- What needs to be done
When you reach the line in the data below that contains "if let Some(position)", please start repeating lines exactly, and stop after the line that contains "tick. If an", repeating nothing else.

===== Extracted records =====

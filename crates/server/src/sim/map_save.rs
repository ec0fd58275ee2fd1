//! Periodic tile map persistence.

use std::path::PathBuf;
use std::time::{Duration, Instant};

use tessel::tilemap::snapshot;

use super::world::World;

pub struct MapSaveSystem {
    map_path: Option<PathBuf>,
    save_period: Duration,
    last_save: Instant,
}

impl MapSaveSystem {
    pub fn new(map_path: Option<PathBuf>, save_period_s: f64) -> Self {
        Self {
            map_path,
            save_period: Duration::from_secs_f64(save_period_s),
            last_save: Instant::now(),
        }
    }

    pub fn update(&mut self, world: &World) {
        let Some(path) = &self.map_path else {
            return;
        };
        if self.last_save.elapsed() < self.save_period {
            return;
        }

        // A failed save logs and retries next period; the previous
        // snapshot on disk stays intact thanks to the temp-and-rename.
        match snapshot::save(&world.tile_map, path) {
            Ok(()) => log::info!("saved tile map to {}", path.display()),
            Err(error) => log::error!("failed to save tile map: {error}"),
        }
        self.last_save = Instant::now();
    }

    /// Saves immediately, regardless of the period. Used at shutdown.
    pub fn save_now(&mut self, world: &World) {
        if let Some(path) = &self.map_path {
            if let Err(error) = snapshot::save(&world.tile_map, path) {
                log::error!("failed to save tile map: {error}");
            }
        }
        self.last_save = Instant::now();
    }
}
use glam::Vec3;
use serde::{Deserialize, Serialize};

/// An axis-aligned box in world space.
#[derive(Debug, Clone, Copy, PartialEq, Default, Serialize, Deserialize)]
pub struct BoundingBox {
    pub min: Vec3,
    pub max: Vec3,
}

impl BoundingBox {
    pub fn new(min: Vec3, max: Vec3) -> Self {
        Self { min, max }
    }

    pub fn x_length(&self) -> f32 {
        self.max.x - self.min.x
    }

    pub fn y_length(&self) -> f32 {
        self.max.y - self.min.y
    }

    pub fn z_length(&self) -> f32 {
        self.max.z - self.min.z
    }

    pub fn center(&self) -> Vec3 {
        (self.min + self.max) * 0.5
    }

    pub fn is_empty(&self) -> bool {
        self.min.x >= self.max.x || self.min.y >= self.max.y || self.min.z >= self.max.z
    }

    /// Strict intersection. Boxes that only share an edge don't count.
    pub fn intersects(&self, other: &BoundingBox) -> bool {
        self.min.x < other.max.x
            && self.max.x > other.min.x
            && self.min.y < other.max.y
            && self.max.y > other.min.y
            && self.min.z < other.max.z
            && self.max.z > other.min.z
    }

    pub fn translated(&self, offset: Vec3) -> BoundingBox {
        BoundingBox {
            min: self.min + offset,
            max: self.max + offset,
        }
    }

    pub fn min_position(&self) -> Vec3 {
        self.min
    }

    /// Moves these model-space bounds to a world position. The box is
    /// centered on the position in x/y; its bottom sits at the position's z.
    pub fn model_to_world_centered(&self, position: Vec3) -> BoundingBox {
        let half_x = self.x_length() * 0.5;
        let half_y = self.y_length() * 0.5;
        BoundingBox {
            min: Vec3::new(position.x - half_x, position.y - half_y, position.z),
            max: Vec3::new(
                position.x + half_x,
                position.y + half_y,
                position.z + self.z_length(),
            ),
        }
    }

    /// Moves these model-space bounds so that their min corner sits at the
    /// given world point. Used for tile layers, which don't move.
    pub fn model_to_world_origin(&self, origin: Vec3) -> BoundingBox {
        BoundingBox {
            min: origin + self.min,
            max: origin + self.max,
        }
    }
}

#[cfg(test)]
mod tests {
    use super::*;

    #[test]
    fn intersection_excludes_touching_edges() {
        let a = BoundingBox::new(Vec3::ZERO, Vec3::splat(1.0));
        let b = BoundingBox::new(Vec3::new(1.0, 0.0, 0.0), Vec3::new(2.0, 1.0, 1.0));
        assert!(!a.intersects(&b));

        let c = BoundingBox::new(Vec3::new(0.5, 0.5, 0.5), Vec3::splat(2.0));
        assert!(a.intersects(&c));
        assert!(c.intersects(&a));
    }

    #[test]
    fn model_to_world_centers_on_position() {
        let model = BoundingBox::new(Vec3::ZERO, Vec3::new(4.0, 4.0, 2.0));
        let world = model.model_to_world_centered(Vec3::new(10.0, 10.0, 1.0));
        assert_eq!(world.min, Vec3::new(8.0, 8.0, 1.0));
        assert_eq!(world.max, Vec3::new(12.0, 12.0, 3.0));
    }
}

=====
===== Extracted records =====

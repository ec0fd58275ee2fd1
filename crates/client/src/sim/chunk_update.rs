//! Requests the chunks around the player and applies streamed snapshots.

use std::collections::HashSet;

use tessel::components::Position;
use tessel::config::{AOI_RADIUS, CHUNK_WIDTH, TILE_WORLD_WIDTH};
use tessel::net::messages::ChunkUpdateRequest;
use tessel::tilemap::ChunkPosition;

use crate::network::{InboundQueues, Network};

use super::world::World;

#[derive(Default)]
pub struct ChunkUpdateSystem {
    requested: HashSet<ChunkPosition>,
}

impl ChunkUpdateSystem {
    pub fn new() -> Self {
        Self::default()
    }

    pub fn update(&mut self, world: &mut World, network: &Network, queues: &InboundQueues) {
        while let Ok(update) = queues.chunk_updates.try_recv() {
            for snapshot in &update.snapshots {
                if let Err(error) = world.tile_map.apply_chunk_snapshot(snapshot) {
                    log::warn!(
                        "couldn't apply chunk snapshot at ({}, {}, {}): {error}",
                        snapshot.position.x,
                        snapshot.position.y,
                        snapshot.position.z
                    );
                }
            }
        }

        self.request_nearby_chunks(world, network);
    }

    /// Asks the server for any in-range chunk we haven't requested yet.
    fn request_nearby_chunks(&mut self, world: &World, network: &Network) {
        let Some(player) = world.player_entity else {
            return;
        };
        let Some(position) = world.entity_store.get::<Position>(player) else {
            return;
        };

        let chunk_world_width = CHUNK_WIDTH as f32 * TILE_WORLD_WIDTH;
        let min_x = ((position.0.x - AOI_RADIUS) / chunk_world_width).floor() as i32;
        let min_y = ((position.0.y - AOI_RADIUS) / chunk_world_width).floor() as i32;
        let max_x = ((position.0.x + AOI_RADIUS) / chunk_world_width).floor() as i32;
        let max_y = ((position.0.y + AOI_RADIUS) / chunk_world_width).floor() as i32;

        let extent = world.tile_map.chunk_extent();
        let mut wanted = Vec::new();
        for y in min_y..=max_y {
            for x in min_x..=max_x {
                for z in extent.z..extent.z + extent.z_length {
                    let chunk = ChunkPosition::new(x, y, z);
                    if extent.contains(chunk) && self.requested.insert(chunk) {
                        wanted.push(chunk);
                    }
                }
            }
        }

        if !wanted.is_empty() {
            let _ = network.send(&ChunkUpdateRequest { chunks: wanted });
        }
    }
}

=====
===== Extracted records =====

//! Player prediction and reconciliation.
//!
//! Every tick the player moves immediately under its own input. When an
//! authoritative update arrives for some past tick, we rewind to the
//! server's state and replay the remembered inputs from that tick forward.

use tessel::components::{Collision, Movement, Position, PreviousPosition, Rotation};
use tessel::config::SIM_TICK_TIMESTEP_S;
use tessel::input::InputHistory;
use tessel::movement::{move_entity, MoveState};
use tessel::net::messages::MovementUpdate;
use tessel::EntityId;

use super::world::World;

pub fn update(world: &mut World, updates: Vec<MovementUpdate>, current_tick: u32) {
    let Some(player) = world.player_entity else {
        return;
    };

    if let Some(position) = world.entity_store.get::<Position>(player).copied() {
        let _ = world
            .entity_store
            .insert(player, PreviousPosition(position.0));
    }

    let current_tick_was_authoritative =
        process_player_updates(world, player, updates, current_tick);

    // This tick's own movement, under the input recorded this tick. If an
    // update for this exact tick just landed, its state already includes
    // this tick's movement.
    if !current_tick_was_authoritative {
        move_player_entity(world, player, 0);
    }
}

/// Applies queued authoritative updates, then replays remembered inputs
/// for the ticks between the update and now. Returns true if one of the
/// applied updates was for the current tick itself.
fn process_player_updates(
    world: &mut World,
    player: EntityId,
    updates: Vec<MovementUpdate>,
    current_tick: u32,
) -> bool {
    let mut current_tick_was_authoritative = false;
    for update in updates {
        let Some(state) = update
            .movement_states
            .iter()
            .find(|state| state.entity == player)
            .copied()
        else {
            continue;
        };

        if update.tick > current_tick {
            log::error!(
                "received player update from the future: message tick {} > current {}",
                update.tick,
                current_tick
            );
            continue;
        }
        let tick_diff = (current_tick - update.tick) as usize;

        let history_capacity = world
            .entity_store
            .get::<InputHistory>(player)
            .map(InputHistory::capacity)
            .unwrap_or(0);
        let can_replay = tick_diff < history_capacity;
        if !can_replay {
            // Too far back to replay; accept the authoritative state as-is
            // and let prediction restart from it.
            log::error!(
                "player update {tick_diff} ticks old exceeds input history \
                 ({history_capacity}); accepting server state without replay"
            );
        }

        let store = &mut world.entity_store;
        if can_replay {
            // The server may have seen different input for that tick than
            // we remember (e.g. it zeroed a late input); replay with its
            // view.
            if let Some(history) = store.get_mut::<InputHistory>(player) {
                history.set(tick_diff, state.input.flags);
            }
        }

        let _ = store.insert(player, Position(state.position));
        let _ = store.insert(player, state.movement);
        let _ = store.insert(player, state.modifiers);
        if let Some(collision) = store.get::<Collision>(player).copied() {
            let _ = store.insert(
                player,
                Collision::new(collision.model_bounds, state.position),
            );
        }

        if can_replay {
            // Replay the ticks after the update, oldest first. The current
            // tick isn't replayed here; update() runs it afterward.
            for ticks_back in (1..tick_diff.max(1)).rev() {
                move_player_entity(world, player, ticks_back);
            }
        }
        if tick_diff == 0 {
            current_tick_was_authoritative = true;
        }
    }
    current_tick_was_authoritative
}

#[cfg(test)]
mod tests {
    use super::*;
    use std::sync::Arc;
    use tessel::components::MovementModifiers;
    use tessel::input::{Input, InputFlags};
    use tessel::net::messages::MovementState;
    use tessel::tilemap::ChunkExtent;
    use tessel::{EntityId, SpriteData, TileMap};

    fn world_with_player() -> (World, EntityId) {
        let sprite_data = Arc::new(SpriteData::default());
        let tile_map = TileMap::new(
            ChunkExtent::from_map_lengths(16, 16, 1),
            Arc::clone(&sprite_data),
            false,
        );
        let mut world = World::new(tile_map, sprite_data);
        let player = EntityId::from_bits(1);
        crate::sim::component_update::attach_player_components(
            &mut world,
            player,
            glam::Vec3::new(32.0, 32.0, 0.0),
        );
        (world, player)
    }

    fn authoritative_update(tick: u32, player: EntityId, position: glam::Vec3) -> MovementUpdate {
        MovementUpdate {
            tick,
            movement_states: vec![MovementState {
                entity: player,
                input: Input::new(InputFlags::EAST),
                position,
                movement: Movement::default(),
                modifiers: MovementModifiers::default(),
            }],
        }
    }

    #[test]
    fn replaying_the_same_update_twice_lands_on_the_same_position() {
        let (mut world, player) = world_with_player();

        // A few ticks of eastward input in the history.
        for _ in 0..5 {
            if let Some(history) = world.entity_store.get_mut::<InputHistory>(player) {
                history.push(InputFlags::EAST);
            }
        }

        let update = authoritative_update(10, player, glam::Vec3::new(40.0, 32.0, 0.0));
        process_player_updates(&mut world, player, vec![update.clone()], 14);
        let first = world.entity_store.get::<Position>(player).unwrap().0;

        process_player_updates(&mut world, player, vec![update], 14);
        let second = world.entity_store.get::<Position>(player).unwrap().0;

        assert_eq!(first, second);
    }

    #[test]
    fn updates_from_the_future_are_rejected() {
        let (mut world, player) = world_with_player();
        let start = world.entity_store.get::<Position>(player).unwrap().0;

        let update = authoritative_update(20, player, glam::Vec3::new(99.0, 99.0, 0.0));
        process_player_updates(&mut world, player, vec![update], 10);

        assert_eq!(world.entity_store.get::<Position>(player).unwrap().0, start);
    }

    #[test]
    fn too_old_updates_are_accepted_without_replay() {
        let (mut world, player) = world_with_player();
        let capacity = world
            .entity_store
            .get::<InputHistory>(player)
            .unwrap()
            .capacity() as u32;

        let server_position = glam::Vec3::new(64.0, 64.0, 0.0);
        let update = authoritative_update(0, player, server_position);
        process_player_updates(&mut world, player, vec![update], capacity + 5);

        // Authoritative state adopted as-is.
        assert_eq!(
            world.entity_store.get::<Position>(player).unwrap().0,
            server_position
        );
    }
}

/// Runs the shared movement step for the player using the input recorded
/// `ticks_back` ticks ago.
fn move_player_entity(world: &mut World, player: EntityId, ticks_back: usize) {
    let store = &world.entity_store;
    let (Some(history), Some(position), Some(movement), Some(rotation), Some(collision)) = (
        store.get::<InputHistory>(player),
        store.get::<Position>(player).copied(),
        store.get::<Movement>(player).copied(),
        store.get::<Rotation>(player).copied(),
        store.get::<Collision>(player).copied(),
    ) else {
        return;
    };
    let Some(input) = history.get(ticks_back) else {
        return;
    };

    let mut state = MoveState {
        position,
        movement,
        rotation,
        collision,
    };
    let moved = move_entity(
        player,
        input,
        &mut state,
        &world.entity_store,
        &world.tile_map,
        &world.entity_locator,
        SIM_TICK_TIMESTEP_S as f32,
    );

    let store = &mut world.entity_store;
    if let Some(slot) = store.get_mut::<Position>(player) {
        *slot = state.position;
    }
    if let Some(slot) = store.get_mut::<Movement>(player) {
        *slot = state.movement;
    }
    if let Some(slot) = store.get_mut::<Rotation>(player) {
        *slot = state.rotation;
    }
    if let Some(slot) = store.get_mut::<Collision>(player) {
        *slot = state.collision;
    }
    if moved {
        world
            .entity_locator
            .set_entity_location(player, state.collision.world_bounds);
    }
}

=====

- Answer space
    if let Some(position) = world.entity_store.get::<Position>(player).copied() {
        let _ = world
            .entity_store
            .insert(player, PreviousPosition(position.0));
    }

    let current_tick_was_authoritative =
        process_player_updates(world, player, updates, current_tick);

    // This tick's own movement, under the input recorded this tick. If an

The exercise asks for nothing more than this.